Sadap menyadap legal dilakukan oleh beberapa lembaga, termasuk KPK. Tapi kini, hak tersebut bakal terancam HAM. Kenapa bisa begitu?
PinterPolitik.com
[dropcap]S[/dropcap]ewaktu KPK kompak ‘dihajar’ oleh berbagai pejabat negeri dan lembaga negara, anggota Komisi III DPR Aboe Bakar Alhabsyi, turut menambahkan bahwa legalitas penyadapan yang dilakukan KPK patut dipertanyakan. Selain legalitas, Aboe juga ‘khawatir’ jika KPK akan melanggar HAM (Hak Asasi Manusia).
Wacana yang seakan ‘dipaksa’ untuk muncul dalam pembahasan publik oleh pejabat negeri ini memang janggal, sebab sejak awal pembentukannya KPK sudah memegang izin untuk melakukan penyadapan. Namun belakangan, hak tersebut baru diangkat dan dipermasalahkan.

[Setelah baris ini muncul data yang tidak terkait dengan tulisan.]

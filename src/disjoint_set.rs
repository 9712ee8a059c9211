//! Disjoint set (union-find) over arbitrary hashable elements
//!
//! Elements are mapped to dense indices internally, so any `Eq + Hash`
//! type can be used. Union by rank combined with path splitting gives
//! near-constant amortized cost for every operation.
//!
//! # Example
//!
//! ```rust
//! use indexed_heaps::DisjointSet;
//!
//! let mut sets = DisjointSet::from_elements(vec!["a", "b", "c"]).unwrap();
//! sets.unite(&"a", &"c").unwrap();
//! assert_eq!(sets.are_connected(&"a", &"c"), Ok(true));
//! assert_eq!(sets.are_connected(&"a", &"b"), Ok(false));
//! ```

use crate::error::{HeapError, Result};
use crate::util::range;
use rustc_hash::FxHashMap;
use std::hash::Hash;

#[derive(Debug, Clone, Copy)]
struct Node {
    parent: usize,
    rank: usize,
}

impl Node {
    fn root(index: usize) -> Self {
        Self {
            parent: index,
            rank: 0,
        }
    }
}

/// Union-find with union by rank and path splitting
#[derive(Debug, Clone)]
pub struct DisjointSet<T> {
    nodes: Vec<Node>,
    index_map: FxHashMap<T, usize>,
}

impl<T: Eq + Hash + Clone> DisjointSet<T> {
    /// Creates an empty disjoint set
    pub fn new() -> Self {
        Self {
            nodes: Vec::new(),
            index_map: FxHashMap::default(),
        }
    }

    /// Creates one singleton set per element
    ///
    /// # Errors
    /// Returns [`HeapError::Duplicate`] if an element repeats.
    pub fn from_elements(elements: Vec<T>) -> Result<Self> {
        let size = elements.len();
        let mut index_map = FxHashMap::default();
        index_map.reserve(size);
        for (element, index) in elements.into_iter().zip(range(size, 0)) {
            if index_map.insert(element, index).is_some() {
                return Err(HeapError::Duplicate);
            }
        }

        Ok(Self {
            nodes: range(size, 0).map(Node::root).collect(),
            index_map,
        })
    }

    /// Number of elements across all sets
    pub fn len(&self) -> usize {
        self.nodes.len()
    }

    /// Returns true if no element has been added
    pub fn is_empty(&self) -> bool {
        self.nodes.is_empty()
    }

    /// Returns true if `x` has been added
    pub fn contains(&self, x: &T) -> bool {
        self.index_map.contains_key(x)
    }

    /// Adds `x` as a new singleton set, returning its internal index
    ///
    /// # Errors
    /// Returns [`HeapError::Duplicate`] if `x` is already present.
    pub fn add(&mut self, x: T) -> Result<usize> {
        if self.index_map.contains_key(&x) {
            return Err(HeapError::Duplicate);
        }
        let index = self.nodes.len();
        self.nodes.push(Node::root(index));
        self.index_map.insert(x, index);
        Ok(index)
    }

    /// Merges the sets containing `x` and `y`
    ///
    /// # Errors
    /// Returns [`HeapError::NotFound`] if either element is absent.
    pub fn unite(&mut self, x: &T, y: &T) -> Result<()> {
        let mut i = self.find(self.index_of(x)?);
        let mut j = self.find(self.index_of(y)?);
        if i == j {
            return Ok(());
        }

        // the higher-ranked root absorbs the other
        if self.nodes[i].rank < self.nodes[j].rank {
            std::mem::swap(&mut i, &mut j);
        }
        self.nodes[j].parent = i;
        if self.nodes[i].rank == self.nodes[j].rank {
            self.nodes[i].rank += 1;
        }
        Ok(())
    }

    /// Returns true if `x` and `y` are in the same set
    ///
    /// # Errors
    /// Returns [`HeapError::NotFound`] if either element is absent.
    pub fn are_connected(&mut self, x: &T, y: &T) -> Result<bool> {
        let i = self.index_of(x)?;
        let j = self.index_of(y)?;
        Ok(self.find(i) == self.find(j))
    }

    /// Snapshot of every set, keyed by its representative's index
    pub fn get_sets(&mut self) -> FxHashMap<usize, Vec<T>> {
        let entries: Vec<(T, usize)> = self
            .index_map
            .iter()
            .map(|(x, &index)| (x.clone(), index))
            .collect();

        let mut sets: FxHashMap<usize, Vec<T>> = FxHashMap::default();
        for (x, index) in entries {
            sets.entry(self.find(index)).or_default().push(x);
        }
        sets
    }

    fn index_of(&self, x: &T) -> Result<usize> {
        self.index_map.get(x).copied().ok_or(HeapError::NotFound)
    }

    /// Representative of the set holding `index`, splitting the path
    fn find(&mut self, mut index: usize) -> usize {
        while index != self.nodes[index].parent {
            let grandparent = self.nodes[self.nodes[index].parent].parent;
            self.nodes[index].parent = grandparent;
            index = grandparent;
        }
        index
    }
}

impl<T: Eq + Hash + Clone> Default for DisjointSet<T> {
    fn default() -> Self {
        Self::new()
    }
}

#[cfg(test)]
mod tests {
    use super::*;

    #[test]
    fn test_singletons_start_disconnected() {
        let mut sets = DisjointSet::from_elements((0..10).collect()).unwrap();
        assert_eq!(sets.len(), 10);
        for i in 0..10 {
            assert_eq!(sets.are_connected(&i, &i), Ok(true));
            if i > 0 {
                assert_eq!(sets.are_connected(&(i - 1), &i), Ok(false));
            }
        }
        assert_eq!(sets.get_sets().len(), 10);
    }

    #[test]
    fn test_unite_is_transitive() {
        let mut sets = DisjointSet::new();
        for c in ['a', 'b', 'c', 'd', 'e'] {
            sets.add(c).unwrap();
        }
        sets.unite(&'a', &'b').unwrap();
        sets.unite(&'c', &'d').unwrap();
        sets.unite(&'b', &'d').unwrap();

        assert_eq!(sets.are_connected(&'a', &'c'), Ok(true));
        assert_eq!(sets.are_connected(&'a', &'e'), Ok(false));

        let mut groups: Vec<Vec<char>> = sets
            .get_sets()
            .into_values()
            .map(|mut group| {
                group.sort();
                group
            })
            .collect();
        groups.sort();
        assert_eq!(groups, vec![vec!['a', 'b', 'c', 'd'], vec!['e']]);
    }

    #[test]
    fn test_unite_same_set_is_noop() {
        let mut sets = DisjointSet::from_elements(vec![1, 2]).unwrap();
        sets.unite(&1, &2).unwrap();
        sets.unite(&2, &1).unwrap();
        assert_eq!(sets.get_sets().len(), 1);
    }

    #[test]
    fn test_missing_and_duplicate_elements() {
        let mut sets = DisjointSet::from_elements(vec!["x"]).unwrap();
        assert_eq!(sets.add("x"), Err(HeapError::Duplicate));
        assert_eq!(sets.unite(&"x", &"y"), Err(HeapError::NotFound));
        assert_eq!(sets.are_connected(&"y", &"x"), Err(HeapError::NotFound));
        assert!(DisjointSet::from_elements(vec![1, 1]).is_err());
    }

    #[test]
    fn test_long_chain_compresses() {
        let mut sets = DisjointSet::from_elements((0..1000).collect()).unwrap();
        for i in 1..1000 {
            sets.unite(&(i - 1), &i).unwrap();
        }
        assert_eq!(sets.are_connected(&0, &999), Ok(true));
        assert_eq!(sets.get_sets().len(), 1);
    }
}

Seakan merespon wacana legalitas dan pelanggaran HAM yang rentan terjadi dalam aksi penyadapan, Asrul Sani, pejabat yang juga berasal dari bangku Komisi III DPR RI, keluar dengan rencana membentuk RUU Penyadapan. Ia berseloroh, jika selama ini wewenang melakukan penyadapan oleh tiap lembaga negara, ternyata tidaklah sama, dan semuanya harus memerlukan izin dari Hakim.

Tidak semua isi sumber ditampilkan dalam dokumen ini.